The catalyst of the continuous tubular reactor was filled in a volume of 10 ml, and mixed with porous copper-magnesium-aluminum metal oxide (Cu-PMO) 30% and 70% activated carbon as a catalyst. The black liquid obtained by the hydrolysis was dissolved in methanol to prepare a 10% solution. The reaction temperature was 210 ° C, nitrogen was used to maintain a pressure of 9 MPa, the inlet speed was 5 standard cc/min, the feed rate was 0.1 ml/min, and the color of the reaction product was light brownish yellow, and a total of 500 ml of liquid was collected. The 5%, the content of the product is C ₁₅₉ H ₂₉₉ O ₄₅ (C content 65. 2%, H content 10.3%, 0 content 24.5%). ), the heat of combustion is 36MJ/kg.

Claims

Rights request

A method for preparing a hydrocarbon liquid fuel by hydrolyzing coal, comprising the steps of:

 a first step of providing a mixture of coal and optionally cellulose; wherein the proportion of the coal is not lower than

50%, based on the total weight of the mixture;

 In the second step, the mixture obtained in the first step is subjected to a hydrolysis reaction to obtain a hydrolyzed product in which the coal is depolymerized and the sulfur and nitrogen in the coal are greatly reduced;

 In the third step, the hydrolyzed product is converted into a high calorific value hydrocarbon liquid fuel by a hydrogenation reaction.

2. The method according to claim 1, wherein in the second step, the sulfur nitrogen and the ash are substantially reduced, that is, the hydrolyzate is not lower than the sulfur content of the coal in the first step. 85%, the reduction of nitrogen content is not less than 95%; the reduction of ash content is not less than 90%, calculated by the weight content of coal in the first step.
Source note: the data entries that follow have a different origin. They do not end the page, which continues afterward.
use std::path::{Path, PathBuf};
use std::str::FromStr;
use std::sync::Arc;

use anyhow::{Context, Result};
use charter_api::{Collaborators, Driver, ExecutorFactory, Operation, Outcome, StepResult, SystemClock};
use charter_bridge::{bridge_name, detect_isolation, serve_envelope, BridgeManager, Envelope};
use charter_core::{Error, PhysicalId, ReleaseSpec, Settings};
use charter_kubehub::KubeconfigResolver;
use charter_persist::HttpFetcher;
use clap::{Parser, Subcommand, ValueEnum};
use metrics::counter;
use serde_json::{json, Value as Json};
use tokio::io::AsyncReadExt;
use tracing::{error, info};

mod aws;
mod executors;
mod helm;
mod lambda;
mod runner;

use aws::{AwsCli, SchemeFetcher};
use executors::{LocalExecutors, HTTP_TIMEOUT};
use lambda::LambdaHost;
use runner::{ProcessRunner, Runner};

#[derive(Parser, Debug)]
#[command(name = "charterctl", version, about = "Charter release provisioner")]
struct Cli {
    /// Output format
    #[arg(short = 'o', long = "output", value_enum, global = true, default_value_t = Output::Json)]
    output: Output,

    #[command(subcommand)]
    command: Commands,
}

#[derive(Copy, Clone, Debug, Eq, PartialEq, ValueEnum)]
enum Output {
    Human,
    Json,
}

#[derive(clap::Args, Debug)]
struct StepArgs {
    /// Release spec file (YAML or JSON)
    #[arg(long = "spec")]
    spec: PathBuf,
    /// Resume token returned by the previous step
    #[arg(long = "token")]
    token: Option<PathBuf>,
    /// Write the next resume token here when the step is still in progress
    #[arg(long = "save-token")]
    save_token: Option<PathBuf>,
}

#[derive(Subcommand, Debug)]
enum Commands {
    /// Run one step of a release install
    Install(StepArgs),
    /// Run one step of a release update
    Update(StepArgs),
    /// Run one step of a release uninstall
    Uninstall(StepArgs),
    /// Report the recorded release
    Read {
        #[arg(long = "spec")]
        spec: PathBuf,
    },
    /// List releases (not implemented by the driver)
    List {
        #[arg(long = "spec")]
        spec: PathBuf,
    },
    /// Serve one bridge envelope read from stdin
    Relay,
    /// Print the bridge name a spec would use, if the cluster is isolated
    BridgeName {
        #[arg(long = "spec")]
        spec: PathBuf,
    },
}

fn init_tracing() {
    let env = std::env::var("CHARTER_LOG").unwrap_or_else(|_| "info".to_string());
    let filter = tracing_subscriber::EnvFilter::from_str(&env).unwrap_or_else(|_| tracing_subscriber::EnvFilter::new("info"));
    tracing_subscriber::fmt().with_env_filter(filter).with_target(true).with_writer(std::io::stderr).init();
}

fn init_metrics() {
    if let Ok(addr) = std::env::var("CHARTER_METRICS_ADDR") {
        if let Ok(sock) = addr.parse::<std::net::SocketAddr>() {
            let builder = metrics_exporter_prometheus::PrometheusBuilder::new();
            match builder.with_http_listener(sock).install() {
                Ok(_) => tracing::info!(addr = %addr, "Prometheus metrics exporter listening"),
                Err(e) => tracing::warn!(error = %e, "failed to install metrics exporter"),
            }
        } else {
            tracing::warn!(addr = %addr, "invalid CHARTER_METRICS_ADDR; expected host:port");
        }
    }
}

fn read_spec(path: &Path) -> Result<ReleaseSpec> {
    let text = std::fs::read_to_string(path).with_context(|| format!("reading spec {}", path.display()))?;
    serde_yaml::from_str(&text).with_context(|| format!("parsing spec {}", path.display()))
}

fn read_token(path: Option<&Path>) -> Result<Option<Json>> {
    let Some(path) = path else { return Ok(None) };
    let text = std::fs::read_to_string(path).with_context(|| format!("reading token {}", path.display()))?;
    Ok(Some(serde_json::from_str(&text).with_context(|| format!("parsing token {}", path.display()))?))
}

struct Wiring {
    aws: AwsCli,
    runner: Arc<dyn Runner>,
    settings: Settings,
}

impl Wiring {
    fn new(settings: Settings) -> Self {
        let runner: Arc<dyn Runner> = Arc::new(ProcessRunner);
        let aws = AwsCli::new(runner.clone(), settings.region.clone(), settings.work_dir.clone());
        Self { aws, runner, settings }
    }

    fn executors(&self) -> Result<LocalExecutors> {
        let archives = Arc::new(SchemeFetcher::new(self.aws.clone(), HttpFetcher::new(HTTP_TIMEOUT)?));
        Ok(LocalExecutors::new(self.settings.clone(), self.runner.clone(), archives))
    }

    fn driver(&self) -> Result<Driver> {
        let aws = Arc::new(self.aws.clone());
        let host = Arc::new(LambdaHost::new(self.aws.clone()));
        let c = Collaborators {
            kubeconfigs: KubeconfigResolver { directory: aws.clone(), tokens: aws.clone(), secrets: aws.clone() },
            directory: aws.clone(),
            routes: aws.clone(),
            bridges: BridgeManager::new(host, self.settings.bridge.clone()),
            archives: Arc::new(SchemeFetcher::new(self.aws.clone(), HttpFetcher::new(HTTP_TIMEOUT)?)),
            executors: Arc::new(self.executors()?),
            clock: Arc::new(SystemClock),
        };
        Ok(Driver::new(self.settings.clone(), c))
    }
}

fn step_document(r: &StepResult) -> Result<Json> {
    let spec = serde_json::to_value(&r.spec).context("encoding spec")?;
    Ok(match &r.outcome {
        Outcome::Complete => json!({"outcome": "Complete", "spec": spec}),
        Outcome::InProgress { stage, token, delay_secs } => {
            json!({"outcome": "InProgress", "stage": stage.as_str(), "delaySecs": delay_secs, "spec": spec, "token": token.to_value().context("encoding resume token")?})
        }
        Outcome::Failed { message } => json!({"outcome": "Failed", "message": message, "spec": spec}),
    })
}

fn report(r: &StepResult, output: Output, save_token: Option<&Path>) -> Result<bool> {
    if let (Outcome::InProgress { token, .. }, Some(path)) = (&r.outcome, save_token) {
        let text = serde_json::to_string_pretty(&token.to_value().context("encoding resume token")?)?;
        std::fs::write(path, text).with_context(|| format!("writing token {}", path.display()))?;
    }
    match output {
        Output::Json => println!("{}", serde_json::to_string_pretty(&step_document(r)?)?),
        Output::Human => match &r.outcome {
            Outcome::Complete => println!("Complete"),
            Outcome::InProgress { stage, delay_secs, .. } => println!("InProgress\t{}\tretry in {}s", stage, delay_secs),
            Outcome::Failed { message } => println!("Failed\t{}", message),
        },
    }
    Ok(!matches!(r.outcome, Outcome::Failed { .. }))
}

async fn relay(w: &Wiring) -> Result<Json> {
    let mut input = Vec::new();
    tokio::io::stdin().read_to_end(&mut input).await.context("reading envelope")?;
    let envelope: Envelope = serde_json::from_slice(&input).context("decoding envelope")?;
    let kubeconfig = envelope.kubeconfig.clone().unwrap_or_default();
    let namespace = envelope.target().map(|t| t.namespace).unwrap_or_default();
    let ops = w.executors()?.direct(&kubeconfig, &namespace).await?;
    let response = serve_envelope(&envelope, ops.as_ref()).await?;
    Ok(serde_json::to_value(&response)?)
}

fn relay_error(err: &anyhow::Error) -> Json {
    let kind = match err.downcast_ref::<Error>() {
        Some(Error::Validation(_)) => "ValidationError",
        Some(Error::NotFound(_)) => "NotFoundError",
        Some(_) => "CharterError",
        None => "errorString",
    };
    json!({"errorType": kind, "errorMessage": format!("{:#}", err)})
}

async fn print_bridge_name(w: &Wiring, spec: &ReleaseSpec) -> Result<()> {
    let locator = match &spec.id {
        Some(id) => PhysicalId::decode(id)?.locator()?,
        None => spec.locator()?,
    };
    match detect_isolation(spec, &w.aws, &w.aws).await? {
        Some(network) => println!("{}", bridge_name(&w.settings.bridge.prefix, &locator, &network)),
        None => info!("cluster is reachable directly; no bridge needed"),
    }
    Ok(())
}

#[tokio::main(flavor = "current_thread")]
async fn main() -> Result<()> {
    init_tracing();
    init_metrics();
    let cli = Cli::parse();
    let w = Wiring::new(Settings::from_env());

    let (op, args) = match cli.command {
        Commands::Relay => {
            return match relay(&w).await {
                Ok(doc) => {
                    counter!("charter_relay_requests_total", 1u64, "outcome" => "ok");
                    println!("{}", serde_json::to_string(&doc)?);
                    Ok(())
                }
                Err(e) => {
                    counter!("charter_relay_requests_total", 1u64, "outcome" => "error");
                    error!(error = %format!("{:#}", e), "relay failed");
                    println!("{}", serde_json::to_string(&relay_error(&e))?);
                    std::process::exit(1);
                }
            };
        }
        Commands::BridgeName { spec } => return print_bridge_name(&w, &read_spec(&spec)?).await,
        Commands::Install(a) => (Operation::Install, a),
        Commands::Update(a) => (Operation::Update, a),
        Commands::Uninstall(a) => (Operation::Uninstall, a),
        Commands::Read { spec } => (Operation::Read, StepArgs { spec, token: None, save_token: None }),
        Commands::List { spec } => (Operation::List, StepArgs { spec, token: None, save_token: None }),
    };

    let spec = read_spec(&args.spec)?;
    let token = read_token(args.token.as_deref())?;
    let driver = w.driver()?;
    let result = driver.step(op, spec, token.as_ref()).await;
    if !report(&result, cli.output, args.save_token.as_deref())? {
        std::process::exit(2);
    }
    Ok(())
}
3. The method according to claim 1, wherein in the second step, the temperature of the hydrolysis reaction is lower than 250 ° C, and the pressure is lower than

4. 6MPa; Preferably, the hydrolysis reaction has a reaction temperature of 180 to 250. C o 4. The method of claim 1 wherein:

 In the second step, the hydrolysis reaction catalyst for coal hydrolysis is a substance represented by Formula 1 and Formula 2, or may be converted into the formula 1 or Formula 2 in water.

Μ I——S Η or

Formula two

 In the formula,

 "M" means metal, carbon, or silicon;

 "S" indicates a hetero atom;

 "L" represents one or more ligands;

"H" means hydrogen.

The method according to claim 1, wherein the hydrolysis of the coal is carried out in the presence of cellulose, and the ratio between the cellulose and the coal is between 1:100 and 1:1.

6. The method of claim 1 wherein the cellulose is cellulose present in pure cellulose, or a cellulose-containing material.

7. Process according to claim 6, characterized in that, in the case of cellulosic biomass, the total content of cellulose and hemicellulose is at least one third of the weight of coal.

8. Process according to claim 1, characterized in that the hydrogenation of the hydrolysate is carried out by catalytic hydrogenation or by catalytic transfer hydrogenation.

9. The method according to claim 8, wherein in the catalytic transfer hydrogenation reaction, the source of hydrogen is methanol, and the hydrogenation catalyst is porous copper magnesium aluminum metal oxide (Cu-PM0).

10. The method of claim 1 wherein said high calorific value hydrocarbon liquid fuel is selected from the group consisting of saturated hydrocarbons containing or not containing oxygen.